報道

東京新聞 2003年2月6日 朝刊

自殺女子大生の両親が医師提訴
「精神療法が不適切」

 元早稲田大生の長女=当時(二七)=が自殺したのは不適切な精神療法を受けたのが原因だとして、川崎市中原区の両親が五日、東京都内の市立病院に勤める元担当医(四三)に約八千四百万円の損害賠償を求める訴えを東京地裁に起こした。

 訴えによると、長女は失恋から睡眠障害などの症状を訴え、在学中の一九九五年三月に私大病院に入院した。

 当時、同病院の精神科に勤務していた担当医はカウンセリング的な精神療法を行い、長女は退院したが、その後の通院治療中に三度の自殺未遂を行い、二〇〇〇年五月に自殺した。

 両親側は「元担当医は自ら恋人役を演じ、患者が医師に恋愛感情を抱く『転移』を長女に生じさせ、依存関係を作っておきながら、あらためて医師と患者の関係を確立せず、漫然と面接を続けたため、自殺の原因となった」と主張している。



産経新聞 2003年2月6日朝刊

「娘自殺は医師の責任」
精神療法めぐり両親、賠償求め訴え

 「娘が自殺したのは不適切な精神療法を行った医師の責任」として三年前に二十七歳で自殺した無職女性の両親=川崎市=が五日、主治医だった男性医師(四三)を相手に、約八千三百万円の損害賠償を求める訴えを東京地裁に起こした。

 原告側の弁護士によると、精神療法の過誤を問う訴訟は初めてという。

  訴えによると、女性は大学生だった平成六年から鬱症状を訴え、翌年都内の病院に入院。
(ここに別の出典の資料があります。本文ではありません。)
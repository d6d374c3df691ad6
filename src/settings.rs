//! Game tuning settings
//!
//! Every gameplay constant the simulation reads lives here so a run can be
//! retuned from a JSON file without rebuilding. Defaults come from
//! [`crate::consts`].

use std::path::Path;

use serde::{Deserialize, Serialize};
use thiserror::Error;

use crate::consts::*;
use crate::radius_for_scale;

/// Errors produced while loading or validating settings
#[derive(Debug, Error)]
pub enum SettingsError {
    #[error("failed to read settings: {0}")]
    Io(#[from] std::io::Error),

    #[error("failed to parse settings: {0}")]
    Parse(#[from] serde_json::Error),

    #[error("invalid setting `{field}`: {reason}")]
    Invalid { field: &'static str, reason: String },
}

fn invalid(field: &'static str, reason: impl Into<String>) -> SettingsError {
    SettingsError::Invalid {
        field,
        reason: reason.into(),
    }
}

/// Tunable gameplay parameters
#[derive(Debug, Clone, PartialEq, Serialize, Deserialize)]
#[serde(default)]
pub struct Settings {
    // === World ===
    /// Half-width of the wraparound rectangle
    pub screen_x: f32,
    /// Half-height of the wraparound rectangle
    pub screen_y: f32,
    pub sprite_depth: f32,
    pub background_depth: f32,
    pub background_scale: f32,

    // === Ship ===
    /// Degrees per second
    pub turn_rate: f32,
    pub acceleration: f32,
    pub max_vel: f32,
    pub ship_scale: f32,
    /// Seconds between destruction and respawn
    pub respawn_delay: f64,

    // === Bullets ===
    pub bullet_life: f64,
    pub bullet_repeat: f64,
    pub bullet_speed: f32,
    pub bullet_scale: f32,

    // === Asteroids ===
    pub asteroid_count: usize,
    pub asteroid_init_vel: f32,
    pub asteroid_init_scale: f32,
    pub asteroid_vel_scale: f32,
    pub asteroid_size_scale: f32,
    pub asteroid_min_scale: f32,
    pub asteroid_spawn_clearance: i32,
    pub asteroid_texture_variants: u8,
}

impl Default for Settings {
    fn default() -> Self {
        Self {
            screen_x: SCREEN_X,
            screen_y: SCREEN_Y,
            sprite_depth: SPRITE_DEPTH,
            background_depth: BACKGROUND_DEPTH,
            background_scale: BACKGROUND_SCALE,

            turn_rate: TURN_RATE,
            acceleration: ACCELERATION,
            max_vel: MAX_VEL,
            ship_scale: SHIP_SCALE,
            respawn_delay: RESPAWN_DELAY,

            bullet_life: BULLET_LIFE,
            bullet_repeat: BULLET_REPEAT,
            bullet_speed: BULLET_SPEED,
            bullet_scale: BULLET_SCALE,

            asteroid_count: AST_COUNT,
            asteroid_init_vel: AST_INIT_VEL,
            asteroid_init_scale: AST_INIT_SCALE,
            asteroid_vel_scale: AST_VEL_SCALE,
            asteroid_size_scale: AST_SIZE_SCALE,
            asteroid_min_scale: AST_MIN_SCALE,
            asteroid_spawn_clearance: AST_SPAWN_CLEARANCE,
            asteroid_texture_variants: AST_TEXTURE_VARIANTS,
        }
    }
}

impl Settings {
    /// Parse settings from JSON; missing fields keep their defaults
    pub fn from_json(json: &str) -> Result<Self, SettingsError> {
        let settings: Settings = serde_json::from_str(json)?;
        settings.validate()?;
        Ok(settings)
    }

    /// Load settings from a JSON file
    pub fn load(path: impl AsRef<Path>) -> Result<Self, SettingsError> {
        let path = path.as_ref();
        let json = std::fs::read_to_string(path)?;
        let settings = Self::from_json(&json)?;
        log::info!("Loaded settings from {}", path.display());
        Ok(settings)
    }

    /// Squared speed cap, compared against `length_squared` to skip a sqrt
    pub fn max_vel_sq(&self) -> f32 {
        self.max_vel * self.max_vel
    }

    /// Reject values the simulation cannot run with
    pub fn validate(&self) -> Result<(), SettingsError> {
        let positive = [
            ("screen_x", self.screen_x),
            ("screen_y", self.screen_y),
            ("background_scale", self.background_scale),
            ("turn_rate", self.turn_rate),
            ("acceleration", self.acceleration),
            ("max_vel", self.max_vel),
            ("ship_scale", self.ship_scale),
            ("bullet_speed", self.bullet_speed),
            ("bullet_scale", self.bullet_scale),
            ("asteroid_init_scale", self.asteroid_init_scale),
            ("asteroid_min_scale", self.asteroid_min_scale),
        ];
        for (field, value) in positive {
            if !value.is_finite() || value <= 0.0 {
                return Err(invalid(field, format!("must be positive, got {}", value)));
            }
        }

        for (field, value) in [
            ("respawn_delay", self.respawn_delay),
            ("bullet_life", self.bullet_life),
            ("bullet_repeat", self.bullet_repeat),
        ] {
            if !value.is_finite() || value < 0.0 {
                return Err(invalid(field, format!("must not be negative, got {}", value)));
            }
        }

        if self.asteroid_size_scale.is_nan()
            || self.asteroid_size_scale <= 0.0
            || self.asteroid_size_scale >= 1.0
        {
            return Err(invalid(
                "asteroid_size_scale",
                format!("must be in (0, 1), got {}", self.asteroid_size_scale),
            ));
        }

        for (field, value) in [
            ("asteroid_init_vel", self.asteroid_init_vel),
            ("asteroid_vel_scale", self.asteroid_vel_scale),
        ] {
            if !value.is_finite() || value < 0.0 {
                return Err(invalid(field, format!("must not be negative, got {}", value)));
            }
        }

        if self.asteroid_count == 0 {
            return Err(invalid("asteroid_count", "need at least one asteroid per wave"));
        }

        // A fresh wave must never touch the ship sitting at the origin
        let clearance = self.asteroid_spawn_clearance;
        let min_clearance =
            radius_for_scale(self.ship_scale) + radius_for_scale(self.asteroid_init_scale);
        let min_bound = self.screen_x.min(self.screen_y).floor() as i32;
        if clearance as f32 <= min_clearance || clearance > min_bound {
            return Err(invalid(
                "asteroid_spawn_clearance",
                format!(
                    "must exceed {} and be at most {}, got {}",
                    min_clearance, min_bound, clearance
                ),
            ));
        }

        if self.asteroid_texture_variants == 0 {
            return Err(invalid("asteroid_texture_variants", "need at least one variant"));
        }

        Ok(())
    }
}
当時勤務していた精神科の男性医師の治療を受けた。しかし男性医師は途中から「私が娘さんの恋人役をやる」とする治療方針の精神療法を実施。この結果、患者と医師の関係を逸脱した状態になっていったという。女性は退院後も男性医師の精神療法を受けていたが、自殺未遂を三度起こし、十二年五月に自殺した。

  原告側は「医師は『恋人役』というわけのわからない治療で娘を自分に依存させ、病を悪化させた。その態度や言葉が自殺のきっかけになっており、医師には責任がある」と主張している。